CHARLESTON – Progressive Classic Insurance must pay thousands of dollars for thumbing its nose at Harrison Circuit Judge Thomas Bedell, the Supreme Court of Appeals decided on Oct. 13.

The Justices found that Bedell properly imposed a $5,000 civil penalty last November after holding Progressive in contempt for failure to obey a subpoena.

Bedell ruled that the penalty would grow by $750 a day. Now, with the approval of the Justices, he can figure out how many days to count against Progressive.

At oral arguments before the Justices on Sept. 23, Carter Elkins of Huntington claimed Progressive wasn't a party to the case and didn't receive proper service of the subpoena.

Progressive knew about the subpoena, however, and the Justices couldn't understand why the insurer didn't send someone to Bedell's court.

Justice Menis Ketchum said, "I never lost a case where the other side didn't show up."

In 2006, Progressive policyholder Dina McKinney drove her car into the rear of another car waiting for a green light and started a four car chain reaction accident.

One of the drivers, Judith Swoger, sued McKinney in 2008.

Swoger's lawyer, David Romano of Clarksburg, issued a subpoena requiring Progressive to send a witness to a deposition on Sept. 4, 2008.

West Virginia Secretary of State Betty Ireland accepted service under West Virginia law that makes her attorney in fact for legal service on all licensed insurers.

Ireland forwarded the subpoena to Progressive's registered agent, CT Corporation.

Romano also mailed a copy of the subpoena to Progressive claims representative Michael Eaton in Charleston.

Progressive didn't object, respond, or send anyone to the deposition.

On Sept. 10, Swoger moved for a finding of contempt.
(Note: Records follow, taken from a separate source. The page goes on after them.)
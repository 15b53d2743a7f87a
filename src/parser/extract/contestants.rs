use std::sync::LazyLock;

use regex::Regex;
use scraper::{ElementRef, Html, Selector};

use crate::parser::dom::{sel, text_of};
use crate::record::Contestant;

static TABLE: LazyLock<Selector> = LazyLock::new(|| sel("table"));
static PLAYER_LINK: LazyLock<Selector> = LazyLock::new(|| sel(r#"a[href*="showplayer.php"]"#));
static WINNINGS_RE: LazyLock<Regex> = LazyLock::new(|| Regex::new(r"\$[\d,]+").unwrap());

/// Contestants from the player links of the first table on the page.
pub fn extract(doc: &Html) -> Vec<Contestant> {
    let Some(table) = doc.select(&TABLE).next() else {
        return Vec::new();
    };
    table.select(&PLAYER_LINK).map(contestant).collect()
}

fn contestant(link: ElementRef) -> Contestant {
    let name = text_of(link);
    let enclosing = link
        .parent()
        .and_then(ElementRef::wrap)
        .map(text_of)
        .unwrap_or_default();

    Contestant {
        description: description(&enclosing, &name),
        previous_winnings: WINNINGS_RE.find(&enclosing).map(|m| m.as_str().to_string()),
        name,
    }
}

/// Text after the name, up to the first `[` (bracketed notes follow the bio).
fn description(enclosing: &str, name: &str) -> String {
    let Some(pos) = enclosing.find(name) else {
        return String::new();
    };
    let rest = enclosing[pos + name.len()..].trim_start();
    let rest = rest.strip_prefix(',').unwrap_or(rest);
    rest.split('[').next().unwrap_or_default().trim().to_string()
}
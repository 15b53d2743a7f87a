use std::path::{Path, PathBuf};
use std::time::Duration;

use anyhow::Result;
use indicatif::{ProgressBar, ProgressStyle};
use tracing::{info, warn};

use crate::fetcher::Fetcher;
use crate::parser;
use crate::record::GameRecord;
use crate::store::Store;

/// Counts returned after a batch completes.
pub struct BatchStats {
    pub total: usize,
    pub ok: usize,
    pub failed: usize,
}

pub enum Outcome {
    Saved { path: PathBuf, record: GameRecord },
    /// The page parsed but yielded nothing worth saving.
    Empty,
    Failed(String),
}

/// Fetch, extract and save one game. Never returns early on extraction gaps;
/// only fetch and write failures are failures.
pub async fn scrape_one(
    fetcher: &Fetcher,
    store: &Store,
    game_id: u32,
    name: Option<&Path>,
) -> Outcome {
    let body = match fetcher.fetch_game(game_id).await {
        Ok(body) => body,
        Err(e) => {
            warn!(game_id, "fetch failed: {}", e);
            return Outcome::Failed(e.to_string());
        }
    };

    let record = parser::parse_game(game_id, &body);
    if !record.has_data() {
        return Outcome::Empty;
    }

    match store.save_as(&record, name) {
        Ok(path) => Outcome::Saved { path, record },
        Err(e) => Outcome::Failed(format!("{e:#}")),
    }
}

/// Scrape games one at a time, sleeping `delay` between requests.
pub async fn run(
    fetcher: &Fetcher,
    store: &Store,
    ids: &[u32],
    delay: Duration,
) -> Result<BatchStats> {
    let total = ids.len();
    let pb = ProgressBar::new(total as u64);
    pb.set_style(
        ProgressStyle::default_bar()
            .template("[{elapsed_precise}] {bar:40} {pos}/{len} (eta {eta})")?
            .progress_chars("=> "),
    );

    let mut ok = 0usize;
    let mut failed = 0usize;

    for (i, &game_id) in ids.iter().enumerate() {
        pb.println(format!("\n[{}/{}] Scraping game {}...", i + 1, total, game_id));

        let outcome = scrape_one(fetcher, store, game_id, None).await;
        match outcome {
            Outcome::Saved { .. } => ok += 1,
            _ => failed += 1,
        }
        for line in status_lines(game_id, &outcome) {
            pb.println(line);
        }
        pb.inc(1);

        if i + 1 < total {
            tokio::time::sleep(delay).await;
        }
    }

    pb.finish_and_clear();
    info!("Scraped {} games ({} ok, {} failed)", total, ok, failed);

    Ok(BatchStats { total, ok, failed })
}

/// One-line status per game, plus the episode line when there is one.
pub fn status_lines(game_id: u32, outcome: &Outcome) -> Vec<String> {
    match outcome {
        Outcome::Saved { path, record } => {
            let mut lines = vec![format!("  ✓ Saved to {}", path.display())];
            if let Some(episode) = &record.episode_number {
                lines.push(format!(
                    "  Episode #{} - {}",
                    episode,
                    record.air_date.as_deref().unwrap_or("unknown date")
                ));
            }
            lines
        }
        Outcome::Empty => vec![format!(
            "  ✗ Failed to scrape game {game_id} - no data found"
        )],
        Outcome::Failed(reason) => vec![format!("  ✗ Failed to scrape game {game_id}: {reason}")],
    }
}

#[cfg(test)]
mod tests {
    use super::*;

    #[test]
    fn saved_lines_include_episode() {
        let html = std::fs::read_to_string("tests/fixtures/game_9416.html").unwrap();
        let record = parser::parse_game(9293, &html);
        let outcome = Outcome::Saved {
            path: PathBuf::from("output/2025/10/jeopardy_game_9293.json"),
            record,
        };
        assert_eq!(
            status_lines(9293, &outcome),
            vec![
                "  ✓ Saved to output/2025/10/jeopardy_game_9293.json".to_string(),
                "  Episode #9416 - Monday, October 20, 2025".to_string(),
            ]
        );
    }

    #[test]
    fn failure_lines() {
        assert_eq!(
            status_lines(5, &Outcome::Empty),
            vec!["  ✗ Failed to scrape game 5 - no data found".to_string()]
        );
        assert_eq!(
            status_lines(5, &Outcome::Failed("HTTP 404 Not Found".into())),
            vec!["  ✗ Failed to scrape game 5: HTTP 404 Not Found".to_string()]
        );
    }
}
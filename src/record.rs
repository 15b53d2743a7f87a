use chrono::NaiveDate;
use serde::{Deserialize, Serialize};

/// "Monday, October 20, 2025"
pub const AIR_DATE_FORMAT: &str = "%A, %B %-d, %Y";

/// Parse an `air_date` back into a date. The weekday is not checked.
pub fn parse_air_date(air_date: &str) -> Option<NaiveDate> {
    let (_weekday, rest) = air_date.trim().split_once(", ")?;
    NaiveDate::parse_from_str(rest, "%B %d, %Y").ok()
}

/// One scraped game. Field order is the persisted JSON order.
#[derive(Debug, Clone, PartialEq, Serialize, Deserialize)]
pub struct GameRecord {
    pub game_id: u32,
    pub episode_number: Option<String>,
    pub air_date: Option<String>,
    pub contestants: Vec<Contestant>,
    pub jeopardy_round: Round,
    pub double_jeopardy_round: Round,
    pub final_jeopardy: FinalClue,
    pub final_scores: Vec<ScoreEntry>,
}

impl GameRecord {
    /// Whether the page yielded anything worth saving. Applied by the drivers;
    /// the extraction passes never consult it.
    pub fn has_data(&self) -> bool {
        self.episode_number.is_some()
            || !self.contestants.is_empty()
            || !self.jeopardy_round.clues.is_empty()
    }
}

#[derive(Debug, Clone, PartialEq, Serialize, Deserialize)]
pub struct Contestant {
    pub name: String,
    pub description: String,
    pub previous_winnings: Option<String>,
}

#[derive(Debug, Clone, Default, PartialEq, Serialize, Deserialize)]
pub struct Round {
    pub categories: Vec<String>,
    pub clues: Vec<Clue>,
}

#[derive(Debug, Clone, PartialEq, Serialize, Deserialize)]
pub struct Clue {
    pub value: Option<String>,
    pub clue: String,
    pub answer: Option<String>,
    pub daily_double: bool,
    /// `None` when the column has no matching category cell.
    pub category: Option<String>,
    pub category_index: usize,
}

#[derive(Debug, Clone, Default, PartialEq, Serialize, Deserialize)]
pub struct FinalClue {
    pub category: Option<String>,
    pub clue: Option<String>,
    pub answer: Option<String>,
}

#[derive(Debug, Clone, PartialEq, Serialize, Deserialize)]
pub struct ScoreEntry {
    pub contestant: String,
    #[serde(default, skip_serializing_if = "Option::is_none")]
    pub final_score: Option<String>,
    #[serde(default, skip_serializing_if = "Option::is_none")]
    pub remarks: Option<String>,
}
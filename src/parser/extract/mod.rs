pub mod contestants;
pub mod episode;
pub mod final_round;
pub mod rounds;
pub mod scores;

use scraper::Html;
use tracing::debug;

use crate::record::GameRecord;
use rounds::{DOUBLE_JEOPARDY_ROUND_ID, JEOPARDY_ROUND_ID};

/// Run every pass over the document. Passes are independent: each one
/// degrades to its own empty result and none reads another's output.
pub fn extract_all(game_id: u32, doc: &Html) -> GameRecord {
    let episode = episode::extract(doc);
    let contestants = contestants::extract(doc);
    let jeopardy_round = rounds::extract(doc, JEOPARDY_ROUND_ID);
    let double_jeopardy_round = rounds::extract(doc, DOUBLE_JEOPARDY_ROUND_ID);
    let final_jeopardy = final_round::extract(doc);
    let final_scores = scores::extract(doc);

    debug!(
        game_id,
        episode = ?episode.episode_number,
        contestants = contestants.len(),
        j_clues = jeopardy_round.clues.len(),
        dj_clues = double_jeopardy_round.clues.len(),
        final_scores = final_scores.len(),
        "extracted game"
    );

    GameRecord {
        game_id,
        episode_number: episode.episode_number,
        air_date: episode.air_date,
        contestants,
        jeopardy_round,
        double_jeopardy_round,
        final_jeopardy,
        final_scores,
    }
}

// ── Tests ──

#[cfg(test)]
mod tests {
    use super::*;

    fn parse(fixture: &str) -> GameRecord {
        let html = std::fs::read_to_string(format!("tests/fixtures/{}.html", fixture)).unwrap();
        extract_all(9293, &Html::parse_document(&html))
    }

    #[test]
    fn full_game_metadata() {
        let g = parse("game_9416");
        assert_eq!(g.game_id, 9293);
        assert_eq!(g.episode_number.as_deref(), Some("9416"));
        assert_eq!(g.air_date.as_deref(), Some("Monday, October 20, 2025"));
        assert!(g.has_data());
    }

    #[test]
    fn full_game_contestants() {
        let g = parse("game_9416");
        let names: Vec<&str> = g.contestants.iter().map(|c| c.name.as_str()).collect();
        assert_eq!(names, vec!["Priya Natarajan", "Marcus Bell", "Elena Ruiz"]);
        assert_eq!(g.contestants[2].previous_winnings.as_deref(), Some("$61,200"));
        assert_eq!(
            g.contestants[1].description,
            "a high school history teacher from Tacoma, Washington"
        );
    }

    #[test]
    fn full_game_jeopardy_round() {
        let g = parse("game_9416");
        let r = &g.jeopardy_round;
        assert_eq!(r.categories, vec!["POTENT POTABLES", "U.S. CITIES", "BOOKS & AUTHORS"]);
        assert_eq!(r.clues.len(), 4);

        let dd: Vec<_> = r.clues.iter().filter(|c| c.daily_double).collect();
        assert_eq!(dd.len(), 1);
        assert_eq!(dd[0].value.as_deref(), Some("$1,000"));
        assert_eq!(dd[0].answer.as_deref(), Some("ouzo"));
        assert_eq!(dd[0].category.as_deref(), Some("POTENT POTABLES"));

        let beloved = &r.clues[3];
        assert_eq!(beloved.category_index, 2);
        assert_eq!(beloved.category.as_deref(), Some("BOOKS & AUTHORS"));
        assert_eq!(beloved.answer.as_deref(), Some("Beloved"));
    }

    #[test]
    fn full_game_double_and_final() {
        let g = parse("game_9416");
        assert_eq!(g.double_jeopardy_round.categories, vec!["SCIENCE", "OPERA"]);
        assert_eq!(g.double_jeopardy_round.clues.len(), 2);
        assert_eq!(g.double_jeopardy_round.clues[1].answer.as_deref(), Some("Aida"));

        assert_eq!(g.final_jeopardy.category.as_deref(), Some("WORLD CAPITALS"));
        assert_eq!(g.final_jeopardy.answer.as_deref(), Some("Canberra"));
    }

    #[test]
    fn full_game_final_scores() {
        let g = parse("game_9416");
        assert_eq!(g.final_scores.len(), 3);
        assert_eq!(g.final_scores[0].contestant, "Priya");
        assert_eq!(g.final_scores[0].final_score.as_deref(), Some("$21,600"));
        assert_eq!(g.final_scores[2].remarks.as_deref(), Some("3rd place: $2,000"));
    }

    #[test]
    fn extraction_is_idempotent() {
        let html = std::fs::read_to_string("tests/fixtures/game_9416.html").unwrap();
        let doc = Html::parse_document(&html);
        let first = serde_json::to_string(&extract_all(1, &doc)).unwrap();
        let second = serde_json::to_string(&extract_all(1, &doc)).unwrap();
        assert_eq!(first, second);
    }

    #[test]
    fn empty_page_still_yields_record() {
        let g = extract_all(7, &Html::parse_document("<html><body></body></html>"));
        assert_eq!(g.game_id, 7);
        assert!(g.contestants.is_empty());
        assert!(g.jeopardy_round.categories.is_empty());
        assert!(g.final_scores.is_empty());
        assert!(!g.has_data());
    }
}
Bedell gave Progressive a week to respond, and Progressive didn't respond.

On Oct. 1, Bedell found Progressive in contempt. He awarded Swoger $1,062.50 in costs and fees and directed Progressive to appear at Romano's office on Oct. 29.

Progressive claims counsel James Dodrill sent a letter to Romano asserting that the insurer didn't authorize the Secretary of State to accept service.
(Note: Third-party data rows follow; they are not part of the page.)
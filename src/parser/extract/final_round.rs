use std::sync::LazyLock;

use scraper::{Html, Selector};

use crate::parser::dom::{self, non_empty, sel, text_of, IdIndex};
use crate::record::FinalClue;

pub const FINAL_ROUND_ID: &str = "final_jeopardy_round";
pub const FINAL_CLUE_ID: &str = "clue_FJ";

static CATEGORY_NAME: LazyLock<Selector> = LazyLock::new(|| sel("td.category_name"));

pub fn extract(doc: &Html) -> FinalClue {
    let Some(container) = dom::find_by_id(doc.root_element(), "div", FINAL_ROUND_ID) else {
        return FinalClue::default();
    };
    let ids = IdIndex::build(container);

    FinalClue {
        category: container
            .select(&CATEGORY_NAME)
            .next()
            .map(text_of)
            .and_then(non_empty),
        clue: ids.get(FINAL_CLUE_ID).map(text_of).and_then(non_empty),
        answer: ids
            .hidden_twin(FINAL_CLUE_ID)
            .and_then(dom::correct_response),
    }
}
Dodrill's next letter stated that Progressive would not appear on Oct. 29.

Progressive didn't appear, and Swoger moved for contempt sanctions.

Bedell held a hearing on sanctions, and Progressive didn't appear.
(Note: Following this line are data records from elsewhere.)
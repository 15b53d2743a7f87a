mod batch;
mod fetcher;
mod parser;
mod record;
mod season;
mod settings;
mod store;

use std::path::PathBuf;
use std::time::{Duration, Instant};

use anyhow::{bail, Context};
use clap::{Parser, Subcommand};

use batch::{BatchStats, Outcome};
use fetcher::Fetcher;
use settings::Settings;
use store::{ReorgOutcome, Store};

#[derive(Parser)]
#[command(name = "jarchive_scraper", about = "J! Archive game scraper")]
struct Cli {
    /// Base output directory (default: $JARCHIVE_OUTPUT_DIR or "output")
    #[arg(short, long, global = true)]
    output_dir: Option<String>,

    #[command(subcommand)]
    command: Commands,
}

#[derive(Subcommand)]
enum Commands {
    /// Scrape a single game
    Game {
        game_id: u32,
        /// Output file (bare names go into the dated directory)
        output: Option<PathBuf>,
    },
    /// Scrape an inclusive range of game ids
    Range {
        start: u32,
        end: u32,
        /// Seconds between requests
        #[arg(short, long)]
        delay: Option<f64>,
    },
    /// Scrape specific game ids
    List {
        #[arg(required = true)]
        ids: Vec<u32>,
        /// Seconds between requests
        #[arg(short, long)]
        delay: Option<f64>,
    },
    /// Scrape every game on a season page (code like "42", "pcj", or a URL)
    Season {
        season: String,
        /// Seconds between requests
        #[arg(short, long)]
        delay: Option<f64>,
    },
    /// Move flat JSON files in the output directory into YYYY/MM folders
    Reorganize,
}

#[tokio::main]
async fn main() -> anyhow::Result<()> {
    tracing_subscriber::fmt()
        .with_env_filter(
            tracing_subscriber::EnvFilter::try_from_default_env()
                .unwrap_or_else(|_| "info".into()),
        )
        .init();

    let t0 = Instant::now();
    let cli = Cli::parse();

    let mut settings = Settings::load()?;
    if let Some(dir) = cli.output_dir {
        settings.output_dir = dir;
    }
    let store = Store::new(&settings.output_dir);

    let result = match cli.command {
        Commands::Game { game_id, output } => {
            let fetcher = Fetcher::new(&settings)?;
            println!("Scraping game {}...", game_id);
            match batch::scrape_one(&fetcher, &store, game_id, output.as_deref()).await {
                Outcome::Saved { path, record } => {
                    println!("Successfully scraped and saved to {}", path.display());
                    print_summary(&record);
                    Ok(())
                }
                Outcome::Empty => {
                    bail!("Failed to scrape data - game may not exist or page is empty")
                }
                Outcome::Failed(reason) => bail!("Failed to scrape game {}: {}", game_id, reason),
            }
        }
        Commands::Range { start, end, delay } => {
            if start > end {
                bail!("start id {} is greater than end id {}", start, end);
            }
            let delay = delay.unwrap_or(settings.delay_secs);
            println!(
                "Scraping games {} to {} with {}s delay between requests...",
                start, end, delay
            );
            let ids: Vec<u32> = (start..=end).collect();
            run_batch(&settings, &store, &ids, delay, "Batch scraping").await
        }
        Commands::List { ids, delay } => {
            let delay = delay.unwrap_or(settings.delay_secs);
            println!(
                "Scraping {} games with {}s delay between requests...",
                ids.len(),
                delay
            );
            run_batch(&settings, &store, &ids, delay, "Batch scraping").await
        }
        Commands::Season { season, delay } => {
            let fetcher = Fetcher::new(&settings)?;
            let ids = season::fetch_game_ids(&fetcher, &settings.season_url(&season)).await?;
            if ids.is_empty() {
                println!("No games found!");
                return Ok(());
            }
            let delay = delay.unwrap_or(settings.season_delay_secs);
            println!(
                "\nStarting to scrape {} games with {}s delay between requests...",
                ids.len(),
                delay
            );
            println!("Saving to: {}/", store.root().display());
            println!("{}", "=".repeat(60));
            run_batch(&settings, &store, &ids, delay, "Season scraping").await
        }
        Commands::Reorganize => reorganize(&store),
    };

    let elapsed = t0.elapsed();
    if elapsed.as_secs() >= 1 {
        println!("\nDone in {}", format_duration(elapsed));
    }

    result
}

async fn run_batch(
    settings: &Settings,
    store: &Store,
    ids: &[u32],
    delay_secs: f64,
    label: &str,
) -> anyhow::Result<()> {
    let delay = Duration::try_from_secs_f64(delay_secs)
        .with_context(|| format!("Invalid delay: {}", delay_secs))?;
    let fetcher = Fetcher::new(settings)?;
    let stats = batch::run(&fetcher, store, ids, delay).await?;
    print_totals(label, &stats);
    Ok(())
}

fn print_summary(record: &record::GameRecord) {
    println!(
        "\nEpisode: #{} - {}",
        record.episode_number.as_deref().unwrap_or("N/A"),
        record.air_date.as_deref().unwrap_or("unknown date")
    );
    println!("Contestants: {}", record.contestants.len());
    println!(
        "Jeopardy Round: {} categories, {} clues",
        record.jeopardy_round.categories.len(),
        record.jeopardy_round.clues.len()
    );
    println!(
        "Double Jeopardy Round: {} categories, {} clues",
        record.double_jeopardy_round.categories.len(),
        record.double_jeopardy_round.clues.len()
    );
    println!(
        "Final Jeopardy: {}",
        record.final_jeopardy.category.as_deref().unwrap_or("N/A")
    );
}

fn print_totals(label: &str, stats: &BatchStats) {
    println!("\n{}", "=".repeat(60));
    println!("{} complete! ({} games)", label, stats.total);
    println!("✓ Successful: {}", stats.ok);
    if stats.failed > 0 {
        println!("✗ Failed: {}", stats.failed);
    }
    println!("{}", "=".repeat(60));
}

fn reorganize(store: &Store) -> anyhow::Result<()> {
    let outcomes = store.reorganize()?;
    if outcomes.is_empty() {
        println!("No JSON files found in output directory root.");
        return Ok(());
    }

    println!("Found {} files to reorganize...", outcomes.len());
    for outcome in &outcomes {
        match outcome {
            ReorgOutcome::Moved { file, to } => {
                println!("  ✓ Moved {} → {}", file, to.display())
            }
            ReorgOutcome::Duplicate { file, to } => {
                println!("  ⚠ Duplicate {} - saved as {}", file, to.display())
            }
            ReorgOutcome::NoDate { file } => {
                println!("  ⚠ Skipping {} - no air_date found", file)
            }
            ReorgOutcome::Failed { file, reason } => {
                println!("  ✗ Error processing {}: {}", file, reason)
            }
        }
    }

    let moved = outcomes.iter().filter(|o| o.is_moved()).count();
    let skipped = outcomes.len() - moved;
    println!("\n{}", "=".repeat(60));
    println!("Reorganization complete!");
    println!("✓ Moved: {} files", moved);
    if skipped > 0 {
        println!("⚠ Skipped: {} files", skipped);
    }
    println!("{}", "=".repeat(60));
    Ok(())
}

fn format_duration(d: Duration) -> String {
    let secs = d.as_secs();
    if secs < 60 {
        format!("{:.1}s", d.as_secs_f64())
    } else if secs < 3600 {
        format!("{}m {}s", secs / 60, secs % 60)
    } else {
        format!("{}h {}m {}s", secs / 3600, (secs % 3600) / 60, secs % 60)
    }
}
On Nov. 21, Bedell imposed a $5,000 penalty plus $750 a day.

On Dec. 8, he awarded Swoger $562.50 in costs and fees.

At last, Progressive decided to honor Bedell's jurisdiction. The insurer filed a motion to set aside his orders.

He held a hearing, with Progressive in court, and after it he denied the motion.

Progressive petitioned the Supreme Court for a writ of prohibition. That froze the daily penalty but it didn't accomplish anything else.

At oral arguments, Ketchum told Elkins that Progressive could have showed up for the deposition and asked the Supreme Court for a writ against the subpoena.

Ketchum said, "You are asking us to pull your feet out of the fire from thumbing your nose at the court."

Chief Justice Brent Benjamin asked why Progressive didn't move to quash the subpoena. Elkins said he didn't know.

Justice Robin Davis said, "I think Mr. Romano can read the rules as well as anybody in this courtroom."

Romano said, "This was proper service without question."

He said Progressive didn't move to quash because it had no grounds to quash.

He said, "We were going to go to Bridgeport and take their furniture. They finally called and said they were willing to post a bond."

The Justices upheld Bedell, concluding that Swoger properly served Progressive.